Cullasaja Capers

Friday, November 03, 2006

Chapter 5a. The Image in Reading

People wanting to learn about world affairs, politics, cooking and shopping, for example, used to find all their information from books and later from newspapers. Publishers discovered that pictures helped the sales of both books and newspapers, particularly exciting and colorful pictures. Newspapers began to put a colored photograph on the front page every day, starting a few years ago. Now there are colored pictures in the sports section as well.

As television moved from black and white to color, it attracted more interest too. Now we have images in color, live, from across the world with just a few seconds of delay. Movies as well, have learned to attract a bigger audience if it shows topics such as "galaxies colliding" or "bombs exploding with bodies fly through the air." Viewers are having more difficulty imagining literature or events in their minds because they are spoiled by all the created and live images coming into their homes "all the time" (as a network uses for its expression).

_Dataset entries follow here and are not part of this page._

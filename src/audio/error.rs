use std::time::Duration;
use thiserror::Error;

use super::Holder;

/// Failures while resolving, opening, or leasing a capture device.
#[derive(Debug, Error)]
pub enum CaptureError {
    #[error("no usable audio input device found")]
    NoInputDeviceFound,

    #[error("failed to open input {target}: {reason}")]
    DeviceOpen { target: String, reason: String },

    #[error("all {attempts} capture candidates failed to open")]
    DeviceExhausted { attempts: usize },

    #[error("audio device enumeration failed: {0}")]
    Enumeration(String),

    #[error("capture device still leased to the {holder} after {waited:?}")]
    LeaseBusy { holder: Holder, waited: Duration },
}

impl CaptureError {
    /// Failure scoped to one candidate rather than the host audio layer.
    pub fn is_transient(&self) -> bool {
        matches!(self, CaptureError::DeviceOpen { .. })
    }
}

/// Per-frame read failures reported by an open stream.
#[derive(Debug, Error, Clone, PartialEq, Eq)]
pub enum StreamReadError {
    #[error("no audio frame arrived within {0:?}")]
    Timeout(Duration),

    #[error("audio input device disconnected")]
    Disconnected,

    #[error("read from a closed capture stream")]
    Closed,
}

impl StreamReadError {
    /// Timeouts may recover on the next read; the other variants never do.
    pub fn is_persistent(&self) -> bool {
        !matches!(self, StreamReadError::Timeout(_))
    }
}
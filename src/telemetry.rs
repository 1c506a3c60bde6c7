use crate::config::AppConfig;
use crate::logging::{file_logging_enabled, log_file_path, LogWriter, LOG_MAX_BYTES};
use anyhow::{Context, Result};
use std::sync::Mutex;
use tracing_subscriber::fmt::time::UtcTime;
use tracing_subscriber::layer::SubscriberExt;
use tracing_subscriber::util::SubscriberInitExt;
use tracing_subscriber::Layer;

/// Install the global subscriber: human-readable events on stderr at `--log-level`, plus
/// JSON lines with UTC RFC 3339 timestamps in a size-capped file when `--logs` is on.
pub fn init_tracing(config: &AppConfig) -> Result<()> {
    let level = config.log_level.as_filter();
    let stderr_layer = tracing_subscriber::fmt::layer()
        .with_writer(std::io::stderr)
        .with_target(false)
        .with_filter(level);

    let file_layer = if file_logging_enabled(config) {
        let path = log_file_path();
        let writer = LogWriter::open(&path, LOG_MAX_BYTES)
            .with_context(|| format!("failed to open log file {}", path.display()))?;
        Some(
            tracing_subscriber::fmt::layer()
                .json()
                .with_timer(UtcTime::rfc_3339())
                .with_writer(Mutex::new(writer))
                .with_current_span(false)
                .with_span_list(false)
                .with_filter(level),
        )
    } else {
        None
    };

    tracing_subscriber::registry()
        .with(stderr_layer)
        .with(file_layer)
        .try_init()
        .context("tracing subscriber already installed")?;
    if file_logging_enabled(config) {
        tracing::debug!(path = %log_file_path().display(), "file logging enabled");
    }
    Ok(())
}
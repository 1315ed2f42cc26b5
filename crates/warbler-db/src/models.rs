//! Row types and the account operations that sit directly on a connection.
//!
//! Row types map straight onto SQLite rows and stay independent of the HTTP
//! view models in `warbler-types`.

use anyhow::Result;
use rusqlite::{Connection, OptionalExtension};
use tracing::warn;

use crate::password;

pub const DEFAULT_IMAGE_URL: &str = "/static/images/default-pic.png";
pub const DEFAULT_HEADER_IMAGE_URL: &str = "/static/images/warbler-hero.jpg";

/// Longest message text accepted, in characters.
pub const MAX_MESSAGE_LEN: usize = 140;

#[derive(Debug, Clone)]
pub struct UserRow {
    pub id: i64,
    pub email: String,
    pub username: String,
    pub image_url: String,
    pub header_image_url: String,
    pub bio: Option<String>,
    pub location: Option<String>,
    /// Argon2id PHC string, never plaintext.
    pub password: String,
}

impl UserRow {
    /// Compare `plaintext` against the stored hash. A corrupt hash never matches.
    pub fn check_password(&self, plaintext: &str) -> bool {
        password::verify_password(plaintext, &self.password).unwrap_or_else(|e| {
            warn!("Unusable password hash for user {}: {}", self.id, e);
            false
        })
    }
}

#[derive(Debug, Clone)]
pub struct MessageRow {
    pub id: i64,
    pub text: String,
    /// `YYYY-MM-DD HH:MM:SS.SSS`, UTC.
    pub timestamp: String,
    pub user_id: i64,
    pub author_username: String,
    pub author_image_url: String,
    pub like_count: i64,
    /// Whether the viewer the row was loaded for likes it.
    pub liked: bool,
}

#[derive(Debug, Clone, Copy, Default, PartialEq, Eq)]
pub struct UserStats {
    pub messages: i64,
    pub following: i64,
    pub followers: i64,
    pub likes: i64,
}

/// New values for a profile edit. `None` images keep the current ones.
#[derive(Debug, Clone, Default)]
pub struct ProfileUpdate {
    pub username: String,
    pub email: String,
    pub image_url: Option<String>,
    pub header_image_url: Option<String>,
    pub bio: Option<String>,
    pub location: Option<String>,
}

pub(crate) const USER_COLUMNS: &str =
    "id, email, username, image_url, header_image_url, bio, location, password";

pub(crate) fn user_from_row(row: &rusqlite::Row<'_>) -> rusqlite::Result<UserRow> {
    Ok(UserRow {
        id: row.get(0)?,
        email: row.get(1)?,
        username: row.get(2)?,
        image_url: row.get(3)?,
        header_image_url: row.get(4)?,
        bio: row.get(5)?,
        location: row.get(6)?,
        password: row.get(7)?,
    })
}

pub(crate) fn query_user_by_id(conn: &Connection, id: i64) -> Result<Option<UserRow>> {
    let mut stmt = conn.prepare(&format!("SELECT {USER_COLUMNS} FROM users WHERE id = ?1"))?;
    Ok(stmt.query_row([id], user_from_row).optional()?)
}

pub(crate) fn query_user_by_username(conn: &Connection, username: &str) -> Result<Option<UserRow>> {
    let mut stmt = conn.prepare(&format!("SELECT {USER_COLUMNS} FROM users WHERE username = ?1"))?;
    Ok(stmt.query_row([username], user_from_row).optional()?)
}

/// Hash the password and insert a new user on `conn`.
///
/// Callers run this inside a transaction and commit it. A taken username or
/// email surfaces as a constraint violation (see `is_constraint_violation`).
pub fn signup(
    conn: &Connection,
    username: &str,
    email: &str,
    password: &str,
    image_url: Option<&str>,
) -> Result<UserRow> {
    let hashed = password::hash_password(password)?;
    let image_url = image_url.filter(|u| !u.is_empty()).unwrap_or(DEFAULT_IMAGE_URL);

    conn.execute(
        "INSERT INTO users (username, email, password, image_url) VALUES (?1, ?2, ?3, ?4)",
        (username, email, &hashed, image_url),
    )?;

    query_user_by_id(conn, conn.last_insert_rowid())?
        .ok_or_else(|| anyhow::anyhow!("User vanished right after insert"))
}

/// Find the user named `username` whose password matches.
///
/// Unknown usernames and wrong passwords both give `None`.
pub fn authenticate(conn: &Connection, username: &str, password: &str) -> Result<Option<UserRow>> {
    let user = query_user_by_username(conn, username)?;
    Ok(user.filter(|u| u.check_password(password)))
}

#[cfg(test)]
mod tests {
    use super::*;
    use crate::{Database, is_constraint_violation};

    fn db_with_user() -> (Database, UserRow) {
        let db = Database::open_in_memory().unwrap();
        let user = db
            .transaction(|tx| signup(tx, "testuser", "test@test.com", "HASHED_PASSWORD", None))
            .unwrap();
        (db, user)
    }

    #[test]
    fn signup_hashes_password_and_applies_defaults() {
        let (_db, user) = db_with_user();

        assert_eq!(user.username, "testuser");
        assert_eq!(user.email, "test@test.com");
        assert_ne!(user.password, "HASHED_PASSWORD");
        assert!(user.password.starts_with("$argon2"));
        assert_eq!(user.image_url, DEFAULT_IMAGE_URL);
        assert_eq!(user.header_image_url, DEFAULT_HEADER_IMAGE_URL);
        assert!(user.bio.is_none());
        assert!(user.check_password("HASHED_PASSWORD"));
    }

    #[test]
    fn signup_keeps_a_given_image() {
        let db = Database::open_in_memory().unwrap();
        let user = db
            .transaction(|tx| signup(tx, "pic", "pic@test.com", "password", Some("/me.png")))
            .unwrap();
        assert_eq!(user.image_url, "/me.png");
    }

    #[test]
    fn signup_rejects_duplicate_username_and_email() {
        let (db, _user) = db_with_user();

        let dup_name = db
            .transaction(|tx| signup(tx, "testuser", "other@test.com", "password", None))
            .unwrap_err();
        assert!(is_constraint_violation(&dup_name));

        let dup_email = db
            .transaction(|tx| signup(tx, "other", "test@test.com", "password", None))
            .unwrap_err();
        assert!(is_constraint_violation(&dup_email));

        let count: i64 = db
            .with_conn(|c| Ok(c.query_row("SELECT COUNT(*) FROM users", [], |r| r.get(0))?))
            .unwrap();
        assert_eq!(count, 1);
    }

    #[test]
    fn authenticate_requires_matching_username_and_password() {
        let (db, user) = db_with_user();

        let found = db
            .with_conn(|c| authenticate(c, "testuser", "HASHED_PASSWORD"))
            .unwrap()
            .expect("valid credentials");
        assert_eq!(found.id, user.id);

        assert!(db.with_conn(|c| authenticate(c, "testuser", "wrong")).unwrap().is_none());
        assert!(db.with_conn(|c| authenticate(c, "nobody", "HASHED_PASSWORD")).unwrap().is_none());
    }

    #[test]
    fn corrupt_hash_never_matches() {
        let (_db, mut user) = db_with_user();
        user.password = "plaintext".into();
        assert!(!user.check_password("plaintext"));
    }
}
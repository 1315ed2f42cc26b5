use anyhow::Result;
use rusqlite::Connection;
use tracing::info;

pub fn run(conn: &Connection) -> Result<()> {
    conn.execute_batch("CREATE TABLE IF NOT EXISTS schema_version (version INTEGER NOT NULL);")?;

    let version: i64 =
        conn.query_row("SELECT COALESCE(MAX(version), 0) FROM schema_version", [], |r| r.get(0))?;

    if version < 1 {
        info!("Running migration v1 (users, messages, follows, likes)");
        conn.execute_batch(
            "
            CREATE TABLE users (
                id               INTEGER PRIMARY KEY AUTOINCREMENT,
                email            TEXT NOT NULL UNIQUE,
                username         TEXT NOT NULL UNIQUE,
                image_url        TEXT NOT NULL DEFAULT '/static/images/default-pic.png',
                header_image_url TEXT NOT NULL DEFAULT '/static/images/warbler-hero.jpg',
                bio              TEXT,
                location         TEXT,
                password         TEXT NOT NULL
            );

            CREATE TABLE messages (
                id        INTEGER PRIMARY KEY AUTOINCREMENT,
                text      TEXT NOT NULL CHECK (length(text) BETWEEN 1 AND 140),
                timestamp TEXT NOT NULL DEFAULT (strftime('%Y-%m-%d %H:%M:%f', 'now')),
                user_id   INTEGER NOT NULL REFERENCES users(id) ON DELETE CASCADE
            );

            CREATE INDEX idx_messages_user
                ON messages(user_id, timestamp);

            CREATE TABLE follows (
                user_being_followed_id INTEGER NOT NULL REFERENCES users(id) ON DELETE CASCADE,
                user_following_id      INTEGER NOT NULL REFERENCES users(id) ON DELETE CASCADE,
                PRIMARY KEY (user_being_followed_id, user_following_id)
            );

            CREATE INDEX idx_follows_following
                ON follows(user_following_id);

            CREATE TABLE likes (
                id         INTEGER PRIMARY KEY AUTOINCREMENT,
                user_id    INTEGER NOT NULL REFERENCES users(id) ON DELETE CASCADE,
                message_id INTEGER NOT NULL REFERENCES messages(id) ON DELETE CASCADE,
                CONSTRAINT user_message_uc UNIQUE (user_id, message_id)
            );

            CREATE INDEX idx_likes_message
                ON likes(message_id);

            INSERT INTO schema_version (version) VALUES (1);
            ",
        )?;
    }

    info!("Database migrations complete");
    Ok(())
}
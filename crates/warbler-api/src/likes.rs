use axum::{
    Extension,
    extract::{Path, State},
    http::{HeaderMap, Uri, header},
    response::Response,
};
use axum_extra::extract::cookie::CookieJar;
use tracing::debug;

use crate::auth::{AppState, run_db};
use crate::error::ApiError;
use crate::middleware::AuthUser;
use crate::session::Session;
use crate::views::redirect;

/// POST /users/toggle_like/{message_id}
///
/// Likes the message, or unlikes it if already liked, then returns the
/// browser to the page it came from.
pub async fn toggle_like(
    State(state): State<AppState>,
    Extension(session): Extension<Session>,
    Extension(AuthUser(user)): Extension<AuthUser>,
    Path(message_id): Path<i64>,
    headers: HeaderMap,
    jar: CookieJar,
) -> Result<Response, ApiError> {
    let user_id = user.id;
    let liked = run_db(&state, move |db| {
        if db.get_message(message_id, None)?.is_none() {
            return Err(ApiError::NotFound("Message"));
        }
        Ok(db.toggle_like(user_id, message_id)?)
    })
    .await?;

    debug!("User {} liked={} message {}", user_id, liked, message_id);

    redirect(&state, session, jar, &referrer_path(&headers))
}

/// Path and query of the `Referer`, or `/`. Never leaves the site.
fn referrer_path(headers: &HeaderMap) -> String {
    headers
        .get(header::REFERER)
        .and_then(|v| v.to_str().ok())
        .and_then(|v| v.parse::<Uri>().ok())
        .and_then(|uri| uri.path_and_query().map(|pq| pq.as_str().to_string()))
        .filter(|path| path.starts_with('/') && !path.starts_with("//"))
        .unwrap_or_else(|| "/".to_string())
}

#[cfg(test)]
mod tests {
    use super::*;
    use axum::http::HeaderValue;

    fn with_referer(value: &'static str) -> HeaderMap {
        let mut headers = HeaderMap::new();
        headers.insert(header::REFERER, HeaderValue::from_static(value));
        headers
    }

    #[test]
    fn falls_back_to_home() {
        assert_eq!(referrer_path(&HeaderMap::new()), "/");
        assert_eq!(referrer_path(&with_referer("not a uri")), "/");
    }

    #[test]
    fn keeps_only_path_and_query() {
        assert_eq!(referrer_path(&with_referer("/users/3")), "/users/3");
        assert_eq!(
            referrer_path(&with_referer("http://localhost:5000/users/3/likes?page=2")),
            "/users/3/likes?page=2"
        );
        assert_eq!(referrer_path(&with_referer("https://elsewhere.example/phish")), "/phish");
    }
}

Instead of bucking this trend, Education has been trying to help teachers use the design animators' abilities to make the classroom environment more exciting. Educators could be reactionary and say, "It is important to invent images in your mind. We will just use print and force students to use their imagination. Otherwise, they may loose the ability, the way cinematography is leading us." But they haven't. Students now receive training on computers from age five up. The games, learning exercises, and information are full of film action and animation. Teachers use a large animated or action board to write and erase electronically. It holds the class's attention as if they are robots. This is understandable because they have watched television from infancy and are programmed to look attentively at rapidly moving objects.

Much good has come from the technology sector, and some individuals have been exposed and learned about topics that they would have had no other opportunity to think about. However, I believe wholeheartedly that "spoon feeding" from this same sector has prevented children from inventing their own costumes and their own fantasies, to require entertainment produced by others, to write letters poorly, compose copy unimaginatively, and prefer electronic scripts of all kinds. It may have even led to a reduction in self-esteem. Only a few artists and writers can reach the heights of creativity that the average person is exposed to every single day. When I was a child, in elementary school, we all thought we had the gift.

Dr. Houghton expresses regret that his sons in college are not encouraged to use technology in their term papers. I think that college is a little late to demand that students write beautiful basic prose, but maybe it"s "better late than never!" (This is just an opinon.)